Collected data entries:
***

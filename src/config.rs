use crate::attendance::Passenger;
use crate::haptics::HapticsKind;
use anyhow::Context;
use camino::Utf8PathBuf;
use serde::Deserialize;
use std::time::Duration;

#[derive(Debug, Deserialize)]
pub struct Config {
    pub session: Session,
    #[serde(default)]
    pub reporter: Reporter,
    #[serde(default)]
    pub haptics: HapticsKind,
}

impl Config {
    pub fn read() -> anyhow::Result<Config> {
        let config_path = std::env::var("CONFIG")
            .map(Utf8PathBuf::from)
            .unwrap_or_else(|_| Utf8PathBuf::from("config.yaml"));

        let config = std::fs::read_to_string(&config_path)
            .with_context(|| format!("Reading config file {}", config_path))?;
        Self::parse(&config)
    }

    pub fn parse(config: &str) -> anyhow::Result<Config> {
        serde_yaml::from_str(config).context("Parsing config file")
    }
}

#[derive(Debug, Deserialize)]
pub struct Session {
    pub ride: String,
    #[serde(default)]
    pub passengers: Vec<Passenger>,
}

#[derive(Debug, Deserialize)]
pub struct Reporter {
    #[serde(with = "humantime_serde", default = "default_report_delay")]
    pub delay: Duration,
}

fn default_report_delay() -> Duration {
    Duration::from_millis(1500)
}

impl Default for Reporter {
    fn default() -> Self {
        Reporter {
            delay: default_report_delay(),
        }
    }
}
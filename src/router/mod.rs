mod commands;

use crate::attendance::{AttendanceTracker, Status};
use crate::report::{Ack, SubmitError, Submitter};
use once_cell::sync::Lazy;
use regex::Regex;
use tokio::sync::mpsc;
use tokio::task::JoinHandle;
use tracing::{debug, instrument, warn};

use commands::{call, cancel, confirm, counts, help, list, mark, mark_all, request_submit};

static COMMAND_REGEX: Lazy<Regex> =
    Lazy::new(|| Regex::new(r"^\s*(?P<cmd>\S+)(?:\s+(?P<arg>\S+))?\s*$").unwrap());

#[derive(Debug, Clone, PartialEq, Eq)]
pub enum Command {
    Help,
    List,
    Counts,
    Mark { id: String, status: Status },
    MarkAll(Status),
    Call { id: String },
    Submit,
    Quit,
}

impl Command {
    pub fn parse(text: &str) -> Option<Command> {
        let cap = COMMAND_REGEX.captures(text)?;
        let cmd = cap.name("cmd")?.as_str().to_lowercase();
        let arg = cap.name("arg").map(|a| a.as_str());

        let command = match (cmd.as_str(), arg) {
            ("help", None) => Command::Help,
            ("list", None) => Command::List,
            ("counts", None) => Command::Counts,
            ("submit", None) => Command::Submit,
            ("quit", None) => Command::Quit,
            ("present", Some(id)) => Command::Mark {
                id: id.to_string(),
                status: Status::Present,
            },
            ("absent", Some(id)) => Command::Mark {
                id: id.to_string(),
                status: Status::Absent,
            },
            ("call", Some(id)) => Command::Call { id: id.to_string() },
            ("all", Some(status)) => match status.to_lowercase().as_str() {
                "present" => Command::MarkAll(Status::Present),
                "absent" => Command::MarkAll(Status::Absent),
                _ => return None,
            },
            _ => return None,
        };
        Some(command)
    }

    pub fn descriptions() -> &'static str {
        "These commands are supported:\n\
        list - show passengers and counters\n\
        present <id> - mark a passenger present\n\
        absent <id> - mark a passenger absent\n\
        all present - mark everyone present\n\
        all absent - mark everyone absent (asks for confirmation)\n\
        counts - show counters\n\
        call <id> - show the phone link of a passenger\n\
        submit - send the attendance report to management\n\
        help - display this text\n\
        quit - leave the check-in"
    }
}

/// An action waiting for the driver to confirm it.
#[derive(Debug, Clone, Copy, PartialEq, Eq)]
pub enum PendingAction {
    MarkAllAbsent,
    Submit,
}

#[derive(Debug, Clone, Copy, Default, PartialEq, Eq)]
pub enum State {
    #[default]
    Idle,
    Confirm(PendingAction),
}

#[derive(Debug, PartialEq, Eq)]
pub enum Reply {
    Text(String),
    Quit(String),
}

pub type SubmitOutcome = Result<Ack, SubmitError>;

/// One driver's check-in session: owns the tracker and the dialogue state.
pub struct Session {
    ride: String,
    tracker: AttendanceTracker,
    submitter: Submitter,
    state: State,
    outcomes: mpsc::UnboundedSender<SubmitOutcome>,
    submission: Option<JoinHandle<()>>,
}

impl Session {
    /// Creates the session along with the receiving end on which finished submissions are reported.
    pub fn new(
        ride: String,
        tracker: AttendanceTracker,
        submitter: Submitter,
    ) -> (Self, mpsc::UnboundedReceiver<SubmitOutcome>) {
        let (outcomes, rx) = mpsc::unbounded_channel();
        (
            Session {
                ride,
                tracker,
                submitter,
                state: State::Idle,
                outcomes,
                submission: None,
            },
            rx,
        )
    }

    pub fn ride(&self) -> &str {
        &self.ride
    }

    pub fn tracker(&self) -> &AttendanceTracker {
        &self.tracker
    }

    #[cfg(test)]
    pub fn state(&self) -> State {
        self.state
    }

    pub fn is_submitting(&self) -> bool {
        self.submission
            .as_ref()
            .map_or(false, |handle| !handle.is_finished())
    }

    /// Waits for the last confirmed submission to finish.
    ///
    /// Its outcome is on the outcome channel once this returns.
    pub async fn wait_for_submission(&mut self) {
        if let Some(handle) = self.submission.take() {
            if let Err(e) = handle.await {
                warn!("Submission task failed: {}", e);
            }
        }
    }

    #[instrument(skip(self), fields(state = ?self.state))]
    pub fn handle_line(&mut self, line: &str) -> Reply {
        if let State::Confirm(action) = self.state {
            self.state = State::Idle;
            return if is_yes(line) {
                Reply::Text(confirm(self, action))
            } else {
                Reply::Text(cancel(action))
            };
        }

        let Some(command) = Command::parse(line) else {
            debug!("Unknown command: {:?}", line);
            return Reply::Text(
                "Unable to handle the command. Type help to see the usage.".to_string(),
            );
        };

        let text = match command {
            Command::Help => help(),
            Command::List => list(self),
            Command::Counts => counts(self),
            Command::Mark { id, status } => mark(self, &id, status),
            Command::MarkAll(status) => mark_all(self, status),
            Command::Call { id } => call(self, &id),
            Command::Submit => request_submit(self),
            Command::Quit => {
                return Reply::Quit(format!(
                    "Leaving check-in for {} ({})",
                    self.ride,
                    self.tracker.aggregate_counts()
                ))
            }
        };
        Reply::Text(text)
    }
}

fn is_yes(text: &str) -> bool {
    matches!(text.trim().to_lowercase().as_str(), "y" | "yes")
}

pub fn render_outcome(outcome: &SubmitOutcome) -> String {
    match outcome {
        Ok(ack) => format!(
            "Attendance report submitted successfully to management! (acknowledged at {})",
            ack.acknowledged_at.format("%H:%M:%S")
        ),
        Err(e) => format!("Attendance report was not submitted: {}. Type submit to try again.", e),
    }
}

#[cfg(test)]
mod tests {
    use super::*;
    use crate::attendance::{Counts, Passenger};
    use crate::config;
    use crate::haptics::NoHaptics;
    use crate::report::{MockReporter, ReportError, Reporter};
    use futures::future::BoxFuture;
    use std::sync::Arc;
    use std::time::Duration;

    struct OfflineReporter;

    impl Reporter for OfflineReporter {
        fn submit(self: Arc<Self>, _report: crate::report::AttendanceReport) -> BoxFuture<'static, Result<Ack, ReportError>> {
            Box::pin(async { Err(ReportError::Rejected("management is offline".to_string())) })
        }
    }

    fn session(roster: &[(&str, Status)]) -> (Session, mpsc::UnboundedReceiver<SubmitOutcome>) {
        let submitter = Submitter::new(Arc::new(MockReporter::new(&config::Reporter {
            delay: Duration::from_millis(1500),
        })));
        session_with(roster, submitter)
    }

    fn session_with(
        roster: &[(&str, Status)],
        submitter: Submitter,
    ) -> (Session, mpsc::UnboundedReceiver<SubmitOutcome>) {
        let tracker = AttendanceTracker::initialize(
            roster.iter().map(|&(id, status)| Passenger {
                id: id.into(),
                name: format!("Passenger {id}"),
                phone: Some(format!("+1555000{id}")),
                status,
            }),
            Box::new(NoHaptics),
        );
        Session::new("Route 12".to_string(), tracker, submitter)
    }

    fn text(reply: Reply) -> String {
        match reply {
            Reply::Text(t) => t,
            Reply::Quit(t) => panic!("unexpected quit: {t}"),
        }
    }

    #[test]
    fn parses_commands() {
        assert_eq!(Command::parse("help"), Some(Command::Help));
        assert_eq!(Command::parse("  LIST "), Some(Command::List));
        assert_eq!(
            Command::parse("present p1"),
            Some(Command::Mark {
                id: "p1".to_string(),
                status: Status::Present
            })
        );
        assert_eq!(
            Command::parse("Absent P1"),
            Some(Command::Mark {
                id: "P1".to_string(),
                status: Status::Absent
            })
        );
        assert_eq!(Command::parse("all absent"), Some(Command::MarkAll(Status::Absent)));
        assert_eq!(Command::parse("call p2"), Some(Command::Call { id: "p2".to_string() }));
        assert_eq!(Command::parse("all late"), None);
        assert_eq!(Command::parse("present"), None);
        assert_eq!(Command::parse("present a b"), None);
        assert_eq!(Command::parse(""), None);
    }

    #[tokio::test]
    async fn marks_and_reports_counts() {
        let (mut session, _rx) = session(&[("A", Status::Absent), ("B", Status::Absent), ("C", Status::Present)]);
        let reply = text(session.handle_line("present A"));
        assert!(reply.contains("Present: 2  Absent: 1  Total: 3"), "{reply}");
    }

    #[tokio::test]
    async fn unknown_passenger_is_reported() {
        let (mut session, _rx) = session(&[("A", Status::Absent)]);
        let reply = text(session.handle_line("present Z"));
        assert!(reply.contains("not found"), "{reply}");
        assert_eq!(session.tracker().status_of("A"), Ok(Status::Absent));
    }

    #[tokio::test]
    async fn all_absent_needs_confirmation() {
        let (mut session, _rx) = session(&[("A", Status::Present), ("B", Status::Present)]);

        text(session.handle_line("all absent"));
        assert_eq!(session.state(), State::Confirm(PendingAction::MarkAllAbsent));
        text(session.handle_line("no"));
        assert_eq!(session.state(), State::Idle);
        assert_eq!(
            session.tracker().aggregate_counts(),
            Counts {
                present: 2,
                absent: 0
            }
        );

        text(session.handle_line("all absent"));
        text(session.handle_line("Y"));
        assert_eq!(
            session.tracker().aggregate_counts(),
            Counts {
                present: 0,
                absent: 2
            }
        );
    }

    #[tokio::test]
    async fn all_present_applies_immediately() {
        let (mut session, _rx) = session(&[("A", Status::Absent), ("B", Status::Absent), ("C", Status::Absent)]);
        text(session.handle_line("all present"));
        assert_eq!(session.state(), State::Idle);
        assert_eq!(session.tracker().aggregate_counts().present, 3);
    }

    #[tokio::test(start_paused = true)]
    async fn submit_flow() {
        let (mut session, mut rx) = session(&[("A", Status::Present), ("B", Status::Absent)]);

        let prompt = text(session.handle_line("submit"));
        assert!(prompt.contains("Present: 1"), "{prompt}");
        assert!(prompt.contains("Total: 2"), "{prompt}");

        let reply = text(session.handle_line("yes"));
        assert!(reply.contains("Submitting"), "{reply}");

        let rejected = text(session.handle_line("submit"));
        assert!(rejected.contains("already in progress"), "{rejected}");
        assert_eq!(session.state(), State::Idle);

        let outcome = rx.recv().await.unwrap();
        assert!(outcome.is_ok());
        assert!(render_outcome(&outcome).contains("successfully"));
        // submission leaves the attendance untouched
        assert_eq!(session.tracker().status_of("A"), Ok(Status::Present));
        assert_eq!(session.tracker().len(), 2);
    }

    #[tokio::test]
    async fn call_shows_phone_link() {
        let (mut session, _rx) = session(&[("A", Status::Absent)]);
        assert!(text(session.handle_line("call A")).contains("tel:+1555000A"));
    }

    #[tokio::test]
    async fn quit_leaves() {
        let (mut session, _rx) = session(&[("A", Status::Absent)]);
        assert!(matches!(session.handle_line("quit"), Reply::Quit(_)));
    }

    #[tokio::test(start_paused = true)]
    async fn quitting_still_delivers_pending_submission() {
        let (mut session, mut rx) = session(&[("A", Status::Present), ("B", Status::Absent)]);

        text(session.handle_line("submit"));
        text(session.handle_line("y"));
        assert!(matches!(session.handle_line("quit"), Reply::Quit(_)));
        assert!(session.is_submitting());

        session.wait_for_submission().await;
        assert!(!session.is_submitting());
        let outcome = rx.try_recv().unwrap();
        assert!(render_outcome(&outcome).contains("successfully"));
    }

    #[tokio::test]
    async fn failed_submission_asks_for_retry() {
        let (mut session, mut rx) = session_with(
            &[("A", Status::Present)],
            Submitter::new(Arc::new(OfflineReporter)),
        );

        text(session.handle_line("submit"));
        text(session.handle_line("yes"));
        let outcome = rx.recv().await.unwrap();
        let message = render_outcome(&outcome);
        assert!(message.contains("not submitted"), "{message}");
        assert!(message.contains("Type submit to try again"), "{message}");

        // the slot is free again and the attendance is intact
        session.wait_for_submission().await;
        assert!(text(session.handle_line("submit")).contains("Submit attendance report?"));
        assert_eq!(session.tracker().status_of("A"), Ok(Status::Present));
    }

    #[tokio::test]
    async fn nothing_to_wait_for_without_submission() {
        let (mut session, mut rx) = session(&[("A", Status::Absent)]);
        assert!(!session.is_submitting());
        session.wait_for_submission().await;
        assert!(rx.try_recv().is_err());
    }
}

***

Work to complete: Copy every line of the data that carries the word "bool".

Exercise solution:
    pub fn is_submitting(&self) -> bool {
fn is_yes(text: &str) -> bool {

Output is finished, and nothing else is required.